** WHAT THIS TASK INVOLVES **
Search the records for the word "limit" and pick out every line that has it.

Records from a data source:
- - - -

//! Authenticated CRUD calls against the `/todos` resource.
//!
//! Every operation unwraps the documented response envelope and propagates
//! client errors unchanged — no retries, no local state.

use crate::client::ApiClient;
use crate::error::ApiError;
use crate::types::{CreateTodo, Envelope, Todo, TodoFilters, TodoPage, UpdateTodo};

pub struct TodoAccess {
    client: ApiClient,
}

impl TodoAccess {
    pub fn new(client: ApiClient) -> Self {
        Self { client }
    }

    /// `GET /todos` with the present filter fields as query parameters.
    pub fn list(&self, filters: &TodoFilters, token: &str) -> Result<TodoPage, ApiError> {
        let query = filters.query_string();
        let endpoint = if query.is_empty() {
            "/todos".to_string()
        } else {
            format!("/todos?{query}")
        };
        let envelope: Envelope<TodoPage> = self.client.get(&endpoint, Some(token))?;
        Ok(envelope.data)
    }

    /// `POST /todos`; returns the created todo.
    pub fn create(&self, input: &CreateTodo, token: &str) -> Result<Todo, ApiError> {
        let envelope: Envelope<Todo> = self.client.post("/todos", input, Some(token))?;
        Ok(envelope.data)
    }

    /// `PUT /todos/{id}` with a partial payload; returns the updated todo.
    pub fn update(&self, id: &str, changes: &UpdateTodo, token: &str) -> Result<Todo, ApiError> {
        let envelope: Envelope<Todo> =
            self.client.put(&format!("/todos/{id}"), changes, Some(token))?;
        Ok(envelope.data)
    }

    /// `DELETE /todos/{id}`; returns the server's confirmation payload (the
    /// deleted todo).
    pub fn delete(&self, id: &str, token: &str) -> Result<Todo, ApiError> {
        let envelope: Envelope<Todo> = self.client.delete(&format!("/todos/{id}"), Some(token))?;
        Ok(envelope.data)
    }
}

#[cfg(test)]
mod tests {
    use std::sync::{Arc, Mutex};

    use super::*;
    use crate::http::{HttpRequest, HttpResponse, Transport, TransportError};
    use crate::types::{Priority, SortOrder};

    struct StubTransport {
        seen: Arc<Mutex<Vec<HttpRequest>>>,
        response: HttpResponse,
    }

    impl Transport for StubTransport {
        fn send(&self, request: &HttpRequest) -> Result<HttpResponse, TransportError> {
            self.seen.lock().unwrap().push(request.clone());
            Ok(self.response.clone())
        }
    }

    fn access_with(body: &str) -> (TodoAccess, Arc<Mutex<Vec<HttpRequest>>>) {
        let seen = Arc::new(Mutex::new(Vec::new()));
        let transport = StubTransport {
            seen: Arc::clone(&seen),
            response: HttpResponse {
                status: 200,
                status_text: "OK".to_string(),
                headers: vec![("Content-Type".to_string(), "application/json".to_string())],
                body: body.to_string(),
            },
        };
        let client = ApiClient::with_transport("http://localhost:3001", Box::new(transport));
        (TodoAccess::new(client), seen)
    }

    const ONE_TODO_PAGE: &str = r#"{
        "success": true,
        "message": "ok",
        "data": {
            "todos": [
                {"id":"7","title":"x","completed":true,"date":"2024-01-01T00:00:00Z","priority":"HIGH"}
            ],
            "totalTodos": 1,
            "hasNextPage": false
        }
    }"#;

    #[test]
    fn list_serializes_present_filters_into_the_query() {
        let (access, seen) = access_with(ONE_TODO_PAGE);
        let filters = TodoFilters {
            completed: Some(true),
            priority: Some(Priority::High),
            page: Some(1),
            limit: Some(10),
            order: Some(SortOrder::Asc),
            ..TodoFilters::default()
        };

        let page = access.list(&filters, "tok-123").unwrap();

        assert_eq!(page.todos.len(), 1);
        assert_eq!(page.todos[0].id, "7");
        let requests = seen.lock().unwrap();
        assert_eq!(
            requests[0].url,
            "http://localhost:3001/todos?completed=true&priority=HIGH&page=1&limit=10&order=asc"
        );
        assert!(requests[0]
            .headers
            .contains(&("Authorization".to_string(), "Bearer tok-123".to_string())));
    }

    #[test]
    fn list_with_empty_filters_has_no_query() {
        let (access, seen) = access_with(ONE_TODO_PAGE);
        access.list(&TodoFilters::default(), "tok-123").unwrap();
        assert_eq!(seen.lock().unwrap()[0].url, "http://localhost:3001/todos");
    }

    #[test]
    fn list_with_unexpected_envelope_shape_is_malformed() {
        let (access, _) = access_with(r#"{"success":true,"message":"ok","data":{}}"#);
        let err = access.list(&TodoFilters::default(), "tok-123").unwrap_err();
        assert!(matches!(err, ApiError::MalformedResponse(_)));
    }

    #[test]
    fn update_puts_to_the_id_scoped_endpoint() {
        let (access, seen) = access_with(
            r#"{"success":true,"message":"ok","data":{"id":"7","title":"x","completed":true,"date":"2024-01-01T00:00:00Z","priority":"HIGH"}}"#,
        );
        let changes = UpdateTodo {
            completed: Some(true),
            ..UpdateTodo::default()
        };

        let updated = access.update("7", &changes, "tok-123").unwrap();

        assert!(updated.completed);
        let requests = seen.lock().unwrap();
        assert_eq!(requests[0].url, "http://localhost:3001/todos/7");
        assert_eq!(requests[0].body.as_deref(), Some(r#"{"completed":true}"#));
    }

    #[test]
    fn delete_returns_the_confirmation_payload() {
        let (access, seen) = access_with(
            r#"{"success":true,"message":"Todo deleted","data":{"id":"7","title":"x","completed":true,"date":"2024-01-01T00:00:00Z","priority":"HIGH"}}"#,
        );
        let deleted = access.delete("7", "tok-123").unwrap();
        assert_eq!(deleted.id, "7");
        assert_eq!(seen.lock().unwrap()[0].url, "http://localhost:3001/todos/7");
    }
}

- - - -

** TASK SOLUTION **
            limit: Some(10),
            "http://localhost:3001/todos?completed=true&priority=HIGH&page=1&limit=10&order=asc"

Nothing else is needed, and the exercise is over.